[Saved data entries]
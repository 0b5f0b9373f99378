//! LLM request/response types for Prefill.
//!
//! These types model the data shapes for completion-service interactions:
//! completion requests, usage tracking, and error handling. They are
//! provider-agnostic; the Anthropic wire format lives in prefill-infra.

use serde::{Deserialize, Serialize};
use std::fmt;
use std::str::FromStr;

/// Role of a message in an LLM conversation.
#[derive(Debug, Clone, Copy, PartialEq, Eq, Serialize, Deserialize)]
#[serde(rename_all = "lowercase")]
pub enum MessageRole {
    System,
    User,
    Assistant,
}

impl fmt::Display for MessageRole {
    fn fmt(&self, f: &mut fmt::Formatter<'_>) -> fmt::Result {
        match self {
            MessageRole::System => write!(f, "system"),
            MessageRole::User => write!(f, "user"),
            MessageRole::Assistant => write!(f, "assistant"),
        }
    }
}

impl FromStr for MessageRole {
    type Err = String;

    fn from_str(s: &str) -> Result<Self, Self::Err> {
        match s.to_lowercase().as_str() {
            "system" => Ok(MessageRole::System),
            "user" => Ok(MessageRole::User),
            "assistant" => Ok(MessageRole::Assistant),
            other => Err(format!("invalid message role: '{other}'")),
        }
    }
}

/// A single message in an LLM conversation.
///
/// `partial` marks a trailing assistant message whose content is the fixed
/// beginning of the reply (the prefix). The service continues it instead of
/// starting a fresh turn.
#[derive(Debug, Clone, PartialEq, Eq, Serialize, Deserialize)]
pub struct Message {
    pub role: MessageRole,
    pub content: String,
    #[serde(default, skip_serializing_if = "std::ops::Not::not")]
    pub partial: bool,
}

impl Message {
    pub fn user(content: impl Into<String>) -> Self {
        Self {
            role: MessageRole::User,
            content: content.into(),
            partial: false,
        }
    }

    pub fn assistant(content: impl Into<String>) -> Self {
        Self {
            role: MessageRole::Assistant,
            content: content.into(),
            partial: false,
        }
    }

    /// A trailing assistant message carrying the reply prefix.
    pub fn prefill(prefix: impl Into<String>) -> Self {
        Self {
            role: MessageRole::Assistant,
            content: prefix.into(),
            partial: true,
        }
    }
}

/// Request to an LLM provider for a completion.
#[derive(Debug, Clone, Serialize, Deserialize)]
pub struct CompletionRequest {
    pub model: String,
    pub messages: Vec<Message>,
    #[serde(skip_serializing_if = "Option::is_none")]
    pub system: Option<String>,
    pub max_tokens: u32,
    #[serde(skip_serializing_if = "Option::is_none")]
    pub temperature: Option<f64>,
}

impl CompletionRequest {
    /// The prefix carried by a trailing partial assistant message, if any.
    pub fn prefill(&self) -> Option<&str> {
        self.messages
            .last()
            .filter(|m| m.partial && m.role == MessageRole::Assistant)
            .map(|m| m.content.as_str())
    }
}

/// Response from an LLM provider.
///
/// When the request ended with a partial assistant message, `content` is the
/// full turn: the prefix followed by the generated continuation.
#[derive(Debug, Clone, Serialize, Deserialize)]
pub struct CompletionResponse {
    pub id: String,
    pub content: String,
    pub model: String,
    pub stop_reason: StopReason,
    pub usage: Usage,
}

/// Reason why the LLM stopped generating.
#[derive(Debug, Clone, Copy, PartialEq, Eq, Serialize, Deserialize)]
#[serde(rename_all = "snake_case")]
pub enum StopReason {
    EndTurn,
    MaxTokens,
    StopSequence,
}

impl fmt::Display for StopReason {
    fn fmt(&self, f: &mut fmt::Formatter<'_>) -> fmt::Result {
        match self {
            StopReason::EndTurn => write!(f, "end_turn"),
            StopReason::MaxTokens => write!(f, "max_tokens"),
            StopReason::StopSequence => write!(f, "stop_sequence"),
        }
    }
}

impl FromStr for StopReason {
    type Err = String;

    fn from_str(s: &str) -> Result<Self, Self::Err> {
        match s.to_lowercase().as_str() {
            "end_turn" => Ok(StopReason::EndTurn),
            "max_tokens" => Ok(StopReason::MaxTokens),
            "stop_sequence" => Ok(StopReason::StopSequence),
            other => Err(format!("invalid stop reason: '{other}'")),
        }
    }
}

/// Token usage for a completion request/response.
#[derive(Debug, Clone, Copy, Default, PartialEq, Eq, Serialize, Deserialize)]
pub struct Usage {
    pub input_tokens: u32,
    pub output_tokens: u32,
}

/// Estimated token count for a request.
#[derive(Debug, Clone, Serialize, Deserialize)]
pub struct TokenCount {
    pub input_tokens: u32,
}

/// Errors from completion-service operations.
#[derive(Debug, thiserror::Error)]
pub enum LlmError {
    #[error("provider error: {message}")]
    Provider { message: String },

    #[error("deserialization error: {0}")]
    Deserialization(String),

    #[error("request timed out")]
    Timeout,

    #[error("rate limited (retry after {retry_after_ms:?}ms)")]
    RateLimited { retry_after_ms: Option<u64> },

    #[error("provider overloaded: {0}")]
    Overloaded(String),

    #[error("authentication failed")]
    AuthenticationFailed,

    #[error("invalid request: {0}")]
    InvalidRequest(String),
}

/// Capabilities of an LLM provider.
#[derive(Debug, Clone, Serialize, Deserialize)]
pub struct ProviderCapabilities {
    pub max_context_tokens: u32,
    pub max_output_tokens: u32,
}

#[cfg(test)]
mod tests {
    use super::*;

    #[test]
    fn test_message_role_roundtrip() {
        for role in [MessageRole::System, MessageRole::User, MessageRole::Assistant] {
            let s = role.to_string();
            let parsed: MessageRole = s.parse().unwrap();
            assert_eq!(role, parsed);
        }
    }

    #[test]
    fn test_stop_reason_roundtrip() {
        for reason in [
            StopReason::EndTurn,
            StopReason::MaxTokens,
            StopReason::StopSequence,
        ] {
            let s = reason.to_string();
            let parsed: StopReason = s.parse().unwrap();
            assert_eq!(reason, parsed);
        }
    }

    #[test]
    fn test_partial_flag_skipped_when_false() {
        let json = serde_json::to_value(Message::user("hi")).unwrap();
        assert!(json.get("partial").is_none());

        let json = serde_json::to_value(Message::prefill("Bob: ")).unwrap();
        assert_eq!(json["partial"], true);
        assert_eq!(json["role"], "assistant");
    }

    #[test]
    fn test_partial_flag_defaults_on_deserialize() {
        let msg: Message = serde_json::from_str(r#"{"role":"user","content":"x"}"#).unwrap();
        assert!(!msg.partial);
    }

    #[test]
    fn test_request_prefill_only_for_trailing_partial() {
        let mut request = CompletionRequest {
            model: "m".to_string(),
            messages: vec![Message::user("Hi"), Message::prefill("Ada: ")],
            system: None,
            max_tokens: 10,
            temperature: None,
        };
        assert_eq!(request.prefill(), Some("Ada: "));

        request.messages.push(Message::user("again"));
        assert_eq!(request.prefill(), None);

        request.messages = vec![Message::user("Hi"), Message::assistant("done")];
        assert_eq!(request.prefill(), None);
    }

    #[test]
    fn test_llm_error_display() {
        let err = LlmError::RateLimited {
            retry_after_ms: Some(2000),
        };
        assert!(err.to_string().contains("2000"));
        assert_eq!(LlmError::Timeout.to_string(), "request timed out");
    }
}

• Exercise instructions
Which lines of the records hold the string "timed"? Copy each one.

• Result of this exercise
    #[error("request timed out")]
        assert_eq!(LlmError::Timeout.to_string(), "request timed out");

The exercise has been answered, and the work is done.